Content starts

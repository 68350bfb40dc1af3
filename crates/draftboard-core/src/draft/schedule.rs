// Pick-order scheduling: which team is on the clock for a given pick number.
//
// Pick numbers are 1-based. Draft slots are 1-based. Team indices are
// 0-based, so the team drafting from slot `s` has index `s - 1`.

use std::fmt;
use std::str::FromStr;

use serde::{Deserialize, Serialize};

/// How team order proceeds from one round to the next.
#[derive(Debug, Clone, Copy, PartialEq, Eq, Serialize, Deserialize)]
#[serde(rename_all = "lowercase")]
pub enum DraftOrder {
    /// Every even round runs in reverse.
    Snake,
    /// Every round runs in the same order.
    Normal,
}

impl FromStr for DraftOrder {
    type Err = String;

    fn from_str(s: &str) -> Result<Self, Self::Err> {
        match s.trim().to_lowercase().as_str() {
            "snake" => Ok(DraftOrder::Snake),
            "normal" | "linear" => Ok(DraftOrder::Normal),
            other => Err(format!("unknown draft order '{}'", other)),
        }
    }
}

impl fmt::Display for DraftOrder {
    fn fmt(&self, f: &mut fmt::Formatter<'_>) -> fmt::Result {
        match self {
            DraftOrder::Snake => write!(f, "snake"),
            DraftOrder::Normal => write!(f, "normal"),
        }
    }
}

/// 1-based round of `pick`.
pub fn round_of(pick: u32, team_count: usize) -> u32 {
    let teams = team_count.max(1) as u32;
    (pick.max(1) - 1) / teams + 1
}

/// Team index on the clock for `pick` by the arithmetic rule.
pub fn team_on_clock(pick: u32, order: DraftOrder, team_count: usize) -> usize {
    let teams = team_count.max(1) as u32;
    let round = round_of(pick, team_count);
    let within = (pick.max(1) - 1) % teams;
    let index = match order {
        DraftOrder::Snake if round % 2 == 0 => teams - 1 - within,
        _ => within,
    };
    index as usize
}

/// Pick numbers owned by draft slot `pick_slot` (1-based) over the draft.
pub fn user_picks(pick_slot: u32, order: DraftOrder, team_count: usize, round_count: u32) -> Vec<u32> {
    let teams = team_count as u32;
    (1..=round_count)
        .map(|round| {
            let base = (round - 1) * teams;
            match order {
                DraftOrder::Snake if round % 2 == 0 => base + (teams - pick_slot + 1),
                _ => base + pick_slot,
            }
        })
        .collect()
}

// ---------------------------------------------------------------------------
// Precomputed order table
// ---------------------------------------------------------------------------

/// Draft slot for every pick, round by round, as a live platform reports it.
#[derive(Debug, Clone, PartialEq, Eq)]
pub struct PickOrderTable {
    rounds: Vec<Vec<u32>>,
}

impl PickOrderTable {
    /// Build the table from the arithmetic rule.
    pub fn build(order: DraftOrder, team_count: usize, round_count: u32) -> Self {
        let slots: Vec<u32> = (1..=team_count as u32).collect();
        let rounds = (1..=round_count)
            .map(|round| {
                if order == DraftOrder::Snake && round % 2 == 0 {
                    slots.iter().rev().copied().collect()
                } else {
                    slots.clone()
                }
            })
            .collect();
        PickOrderTable { rounds }
    }

    /// Wrap a table supplied by a live platform.
    pub fn from_rounds(rounds: Vec<Vec<u32>>) -> Self {
        PickOrderTable { rounds }
    }

    /// Draft slot on the clock at `pick`, if the table covers it.
    pub fn slot_for(&self, pick: u32) -> Option<u32> {
        if pick == 0 {
            return None;
        }
        let mut remaining = (pick - 1) as usize;
        for round in &self.rounds {
            if remaining < round.len() {
                return Some(round[remaining]);
            }
            remaining -= round.len();
        }
        None
    }

    pub fn total_picks(&self) -> u32 {
        self.rounds.iter().map(|r| r.len() as u32).sum()
    }
}

// ---------------------------------------------------------------------------
// PickSchedule
// ---------------------------------------------------------------------------

/// Turn order for one draft. A precomputed table, when present, is
/// authoritative; the arithmetic rule covers everything else.
#[derive(Debug, Clone, PartialEq, Eq)]
pub struct PickSchedule {
    pub order: DraftOrder,
    pub team_count: usize,
    pub round_count: u32,
    table: Option<PickOrderTable>,
}

impl PickSchedule {
    pub fn new(order: DraftOrder, team_count: usize, round_count: u32) -> Self {
        PickSchedule {
            order,
            team_count,
            round_count,
            table: None,
        }
    }

    pub fn with_table(mut self, table: PickOrderTable) -> Self {
        self.table = Some(table);
        self
    }

    pub fn table(&self) -> Option<&PickOrderTable> {
        self.table.as_ref()
    }

    pub fn total_picks(&self) -> u32 {
        u32::try_from(self.team_count)
            .unwrap_or(u32::MAX)
            .saturating_mul(self.round_count)
    }

    /// Team index on the clock at `pick`, or `None` past the last pick.
    pub fn team_on_clock(&self, pick: u32) -> Option<usize> {
        if pick == 0 || pick > self.total_picks() {
            return None;
        }
        if let Some(slot) = self.table.as_ref().and_then(|t| t.slot_for(pick)) {
            if slot >= 1 && (slot as usize) <= self.team_count {
                return Some(slot as usize - 1);
            }
        }
        Some(team_on_clock(pick, self.order, self.team_count))
    }

    /// Every pick number owned by `team`, ascending.
    pub fn picks_for_team(&self, team: usize) -> Vec<u32> {
        (1..=self.total_picks())
            .filter(|&pick| self.team_on_clock(pick) == Some(team))
            .collect()
    }

    /// First pick owned by `team` strictly after `pick`.
    pub fn next_pick_for_team(&self, team: usize, pick: u32) -> Option<u32> {
        (pick.checked_add(1)?..=self.total_picks()).find(|&p| self.team_on_clock(p) == Some(team))
    }
}

// ---------------------------------------------------------------------------
// Tests
// ---------------------------------------------------------------------------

Content ends

Whichever lines of the data include the word "remaining", pull them out.

§ **Solution**:
        let mut remaining = (pick - 1) as usize;
            if remaining < round.len() {
                return Some(round[remaining]);
            remaining -= round.len();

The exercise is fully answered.